We All Could Have Guessed It

Since the university is paying me $7000 (+ benefits)* to teach the Calculus Circus, I spent part of this afternoon observing my TAs (part of my job description) instead of devoting the entire afternoon to fixing my computer science homework.**

Today my students were working on increasing and decreasing functions. Finding critical points, determining over what intervals functions were increasing and decreasing.

One TA asked the students to consider the function y = 2x + 3. Instead of blinding taking the derivative and trying to set it equal to zero, the students knew that it was a line and that since it had positive slope that it was always increasing.

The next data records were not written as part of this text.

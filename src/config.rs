//! Pool configuration: options, named sections, env and JSON loading.
//!
//! Section resolution walks `pools` in order. Unnamed sections apply to
//! every pool; a section named after the pool applies and ends the walk.
//!
//! ```json
//! {"pools":[{"min_threads":8},{"name":"io","max_threads":64,"idle_shutdown_ms":-1}]}
//! ```

use super::{
    errors::ConfigError,
    model::WaitTimeout,
};
use serde::{Deserialize, Serialize};
use std::time::Duration;


pub const DEFAULT_MAX_THREADS: usize = 32_768;
pub const DEFAULT_IDLE_SHUTDOWN_MS: i64 = 120_000;

/// Shortest idle shutdown accepted from configuration.
const MIN_IDLE_SHUTDOWN_MS: i64 = 1_000;


#[derive(Debug, Clone, PartialEq, Eq, Serialize, Deserialize)]
#[serde(default)]
pub struct PoolOptions {
    pub min_threads: usize,
    pub max_threads: usize,
    /// `-1` disables idle shutdown.
    pub idle_shutdown_ms: i64,
    pub read_only: bool,
}

impl Default for PoolOptions {
    fn default() -> Self {
        Self {
            min_threads: num_cpus::get(),
            max_threads: DEFAULT_MAX_THREADS,
            idle_shutdown_ms: DEFAULT_IDLE_SHUTDOWN_MS,
            read_only: false,
        }
    }
}

impl PoolOptions {
    /// The configured idle timeout, or `None` when the value is out of range
    /// and should be ignored.
    pub fn idle_timeout(&self) -> Option<WaitTimeout> {
        idle_timeout_from_millis(self.idle_shutdown_ms)
    }

    pub fn from_json(json: &str) -> Result<Self, ConfigError> {
        Ok(serde_json::from_str(json)?)
    }

    /// Reads `<PREFIX>_MIN_THREADS`, `<PREFIX>_MAX_THREADS`,
    /// `<PREFIX>_IDLE_SHUTDOWN` and `<PREFIX>_READ_ONLY`.
    pub fn from_env(prefix: &str) -> Result<Self, ConfigError> {
        let mut options = Self::default();

        let key = format!("{prefix}_MIN_THREADS");
        if let Some(raw) = env_opt(&key) {
            options.min_threads = parse_count(&key, raw)?;
        }

        let key = format!("{prefix}_MAX_THREADS");
        if let Some(raw) = env_opt(&key) {
            options.max_threads = parse_count(&key, raw)?;
        }

        let key = format!("{prefix}_IDLE_SHUTDOWN");
        if let Some(raw) = env_opt(&key) {
            options.idle_shutdown_ms = parse_idle_shutdown(&raw).map_err(|error| ConfigError::Parse {
                key: key.clone(),
                value: raw,
                error,
            })?;
        }

        options.read_only = env_bool(&format!("{prefix}_READ_ONLY"), options.read_only);

        if options.max_threads < options.min_threads {
            return Err(ConfigError::Invalid {
                key: format!("{prefix}_MAX_THREADS"),
                message: format!(
                    "maximum ({}) is below minimum ({})",
                    options.max_threads, options.min_threads
                ),
            });
        }

        Ok(options)
    }
}


/// One entry of a [`PoolConfiguration`]. Missing fields leave the current
/// value untouched.
#[derive(Debug, Clone, Default, PartialEq, Eq, Serialize, Deserialize)]
#[serde(default)]
pub struct PoolSection {
    pub name: Option<String>,
    pub min_threads: Option<usize>,
    pub max_threads: Option<usize>,
    pub idle_shutdown_ms: Option<i64>,
    pub read_only: Option<bool>,
}

impl PoolSection {
    fn applies_to(&self, pool_name: &str) -> bool {
        match self.name.as_deref() {
            None | Some("") => true,
            Some(name) => name == pool_name,
        }
    }

    fn overlay(&self, options: &mut PoolOptions) {
        if let Some(min) = self.min_threads {
            options.min_threads = min;
        }
        if let Some(max) = self.max_threads {
            options.max_threads = max;
        }
        if let Some(ms) = self.idle_shutdown_ms {
            if idle_timeout_from_millis(ms).is_some() {
                options.idle_shutdown_ms = ms;
            }
        }
        if let Some(read_only) = self.read_only {
            options.read_only = read_only;
        }
        if options.max_threads < options.min_threads {
            options.max_threads = options.min_threads;
        }
    }
}


#[derive(Debug, Clone, Default, PartialEq, Eq, Serialize, Deserialize)]
#[serde(default)]
pub struct PoolConfiguration {
    pub pools: Vec<PoolSection>,
}

impl PoolConfiguration {
    pub fn from_json(json: &str) -> Result<Self, ConfigError> {
        Ok(serde_json::from_str(json)?)
    }

    /// Options for `pool_name`, layered on top of `base`.
    pub fn resolve(&self, pool_name: &str, base: &PoolOptions) -> PoolOptions {
        let mut options = base.clone();
        for section in self.pools.iter().filter(|s| s.applies_to(pool_name)) {
            section.overlay(&mut options);
            if section.name.as_deref() == Some(pool_name) {
                break;
            }
        }
        options
    }
}


fn idle_timeout_from_millis(ms: i64) -> Option<WaitTimeout> {
    match ms {
        -1 => Some(WaitTimeout::Infinite),
        ms if ms >= MIN_IDLE_SHUTDOWN_MS => Some(WaitTimeout::After(Duration::from_millis(ms as u64))),
        _ => None,
    }
}

fn env_opt(key: &str) -> Option<String> {
    std::env::var(key).ok().filter(|s| !s.trim().is_empty())
}

fn env_bool(key: &str, default: bool) -> bool {
    std::env::var(key)
        .map(|v| v == "1" || v.eq_ignore_ascii_case("true"))
        .unwrap_or(default)
}

fn parse_count(key: &str, raw: String) -> Result<usize, ConfigError> {
    raw.trim().parse::<usize>().map_err(|e| ConfigError::Parse {
        key: key.to_string(),
        value: raw.clone(),
        error: e.to_string(),
    })
}

/// Parses an idle shutdown value into milliseconds.
///
/// Accepts `off`, `infinite` or `-1` for no shutdown, bare milliseconds,
/// or a number with an `ms`, `s`, `m` or `h` suffix.
pub fn parse_idle_shutdown(raw: &str) -> Result<i64, String> {
    let s = raw.trim().to_lowercase();
    if s == "off" || s == "infinite" || s == "-1" {
        return Ok(-1);
    }

    let (num, factor) = if let Some(n) = s.strip_suffix("ms") {
        (n, 1)
    } else if let Some(n) = s.strip_suffix('s') {
        (n, 1_000)
    } else if let Some(n) = s.strip_suffix('m') {
        (n, 60_000)
    } else if let Some(n) = s.strip_suffix('h') {
        (n, 3_600_000)
    } else {
        (s.as_str(), 1)
    };

    let value: i64 = num
        .trim()
        .parse()
        .map_err(|_| format!("invalid duration: {raw}"))?;
    if value < 0 {
        return Err(format!("negative duration: {raw}"));
    }
    value
        .checked_mul(factor)
        .ok_or_else(|| format!("duration out of range: {raw}"))
}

What my students couldn't do:

For f(x) = 5/(x-2), they could find f'(x) = -5(x-2)-2. They could not not follow when the TA rewrote it as -5/(x - 2)2. Similarly, with a more complicated function, they didn't see why (1/2)(x2-1)-1/2(2x) was x/sqrt(x2 - 1). And with all these expressions they couldn't figure out how to find the x values where the expression equalled zero or the x values that made the expression undefined.

Needless to say, they are completely unable to find the domain of any functions.

With a simpler problem they had 6x2 + 12x = 0. They factored it as (6)(x)(x + 2) = 0. They then declared the roots to be 6, 0, and -2.

I'd have a lot easier time teaching calculus if my students knew algebra.

Update: Eek! It's not just the students! One of the TAs (a section I didn't visit today) just emailed the students in that section correcting a very alarming algebra mistake.


*My TAs' workload adds up to two full-year FTEs, so the TAs are the expensive part of running the class. Costs the university two full-year grad tuition waivers, two full-year grad assistantship-salaries, and whatever else a grad student costs. Add that to what they pay me, the cost of replacing the batteries in the wireless mic (and all the other room and technology costs). When you compare that to what the class brings in in tuition, the university probably nets almost $100,000 on the course.

**It now grades at 89/100 as I clean up the annoyances of output-matching. More worrisome, my program in its current state reveals the sort of wanton disregard for efficiency or memory-management that you would expect from me, considering my background. Fortunately I have almost a week to fix it.